Data extracted from a collection
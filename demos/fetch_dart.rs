use financial_ratio_builder::*;

#[tokio::main]
async fn main() -> anyhow::Result<()> {
    let corp_code = std::env::args()
        .nth(1)
        .unwrap_or_else(|| "00126380".to_string());

    let client = DartClient::from_env()?;

    println!("🔍 Fetching FY2021-FY2023 for {}...", corp_code);
    let by_year = client
        .fetch_multi_year(&corp_code, 2021, 2023, ReportCode::Annual)
        .await;

    for (year, items) in &by_year {
        println!("  FY{}: {} line items", year, items.len());
    }

    let table = compute_multi_year(&by_year);
    for (year, report) in &table {
        println!("\n=== FY{} ===", year);
        print!("{}", report.to_markdown());
    }

    Ok(())
}
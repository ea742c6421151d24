use crate::schema::{LineItem, RatioCategory, RatioReport, StatementType, YearlyRatioTable};
use num_format::{Locale, ToFormattedString};

const JO: f64 = 1_000_000_000_000.0;
const EOK: f64 = 100_000_000.0;
const BAEKMAN: f64 = 1_000_000.0;

/// Maximum ratio lines included in a narration brief.
const NARRATION_RATIO_LIMIT: usize = 6;

/// Formats a won amount with Korean magnitude units (조, 억, 백만).
pub fn format_krw(amount: i64) -> String {
    let sign = if amount < 0 { "-" } else { "" };
    let magnitude = amount.unsigned_abs() as f64;

    // a unit is promoted when rounding would print the next unit's threshold
    if magnitude >= JO || (magnitude / EOK).round() >= JO / EOK {
        format!("{}{:.1}조원", sign, magnitude / JO)
    } else if magnitude >= EOK || (magnitude / BAEKMAN).round() >= EOK / BAEKMAN {
        format!("{}{:.0}억원", sign, magnitude / EOK)
    } else if magnitude >= BAEKMAN {
        format!("{}{:.0}백만원", sign, magnitude / BAEKMAN)
    } else {
        format!("{}원", amount.to_formatted_string(&Locale::en))
    }
}

impl RatioReport {
    pub fn to_markdown(&self) -> String {
        let mut output = String::new();
        output.push_str("# 재무비율\n\n");

        for category in RatioCategory::ALL {
            output.push_str(&format!(
                "## {} ({})\n\n",
                category.display_name(),
                category
            ));

            let family = self.family(category);
            if family.is_empty() {
                output.push_str("_산출 가능한 지표 없음_\n\n");
                continue;
            }

            output.push_str("| 지표 | 값 |\n|---|---|\n");
            for ratio in family.values() {
                output.push_str(&format!(
                    "| {} | {:.2}{} |\n",
                    ratio.display_name, ratio.value, ratio.unit
                ));
            }
            output.push('\n');
        }

        output
    }

    pub fn to_csv(&self) -> String {
        let mut output = String::new();
        output.push_str("Category,Ratio,Name,Value,Unit\n");

        for category in RatioCategory::ALL {
            for (key, ratio) in self.family(category) {
                output.push_str(&format!(
                    "{},{},{},{:.2},{}\n",
                    category, key, ratio.display_name, ratio.value, ratio.unit
                ));
            }
        }

        output
    }
}

pub fn yearly_table_to_csv(table: &YearlyRatioTable) -> String {
    let mut output = String::new();
    output.push_str("Year,Category,Ratio,Name,Value,Unit\n");

    for (year, report) in table {
        for category in RatioCategory::ALL {
            for (key, ratio) in report.family(category) {
                output.push_str(&format!(
                    "{},{},{},{},{:.2},{}\n",
                    year, category, key, ratio.display_name, ratio.value, ratio.unit
                ));
            }
        }
    }

    output
}

fn headline_lines(items: &[LineItem], statement: StatementType, keywords: &[&str]) -> Vec<String> {
    items
        .iter()
        .filter(|item| item.statement_type == statement)
        .filter(|item| keywords.iter().any(|k| item.account_name.contains(*k)))
        .filter(|item| item.current_amount > 0 || item.prior_amount > 0)
        .map(|item| {
            let change = crate::ratios::growth_rate(item.amounts()).unwrap_or(0.0);
            format!(
                "- {}: {} (전년대비 {:+.1}%)",
                item.account_name,
                format_krw(item.current_amount),
                change
            )
        })
        .collect()
}

/// Plain-text brief of a statement and its ratios for the narration model.
pub fn summarize_for_narration(company_name: &str, items: &[LineItem], report: &RatioReport) -> String {
    let mut parts = vec![format!("**{} 재무제표 분석**\n", company_name)];

    let income = headline_lines(
        items,
        StatementType::IncomeStatement,
        &["매출액", "영업이익", "당기순이익"],
    );
    if !income.is_empty() {
        parts.push("## 손익계산서 주요 항목:".to_string());
        parts.extend(income);
        parts.push(String::new());
    }

    let balance = headline_lines(
        items,
        StatementType::BalanceSheet,
        &["자산총계", "부채총계", "자본총계"],
    );
    if !balance.is_empty() {
        parts.push("## 재무상태표 주요 항목:".to_string());
        parts.extend(balance);
        parts.push(String::new());
    }

    let ratios: Vec<String> = report
        .profitability
        .values()
        .chain(report.stability.values())
        .take(NARRATION_RATIO_LIMIT)
        .map(|ratio| format!("- {}: {:.2}{}", ratio.display_name, ratio.value, ratio.unit))
        .collect();
    if !ratios.is_empty() {
        parts.push("## 주요 재무비율:".to_string());
        parts.extend(ratios);
    }

    parts.join("\n")
}
use thiserror::Error;

#[derive(Error, Debug)]
pub enum FinancialRatioError {
    #[error("Invalid API response: {0}")]
    InvalidResponse(String),

    #[error("Open DART returned status {status}: {message}")]
    ApiStatus { status: String, message: String },

    #[error("Invalid account rules: {0}")]
    InvalidRules(String),

    #[error("DART_API_KEY is not set in the environment or .env file")]
    MissingApiKey,

    #[error("Serialization error: {0}")]
    SerializationError(#[from] serde_json::Error),

    #[error("IO error: {0}")]
    IoError(#[from] std::io::Error),

    #[cfg(feature = "dart")]
    #[error("HTTP error: {0}")]
    HttpError(#[from] reqwest::Error),
}

pub type Result<T> = std::result::Result<T, FinancialRatioError>;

» **Task requirements**
Please find, in the entries above, every line where "iter" occurs, and copy it.

» **Exercise answer**
        .iter()
        .filter(|item| keywords.iter().any(|k| item.account_name.contains(*k)))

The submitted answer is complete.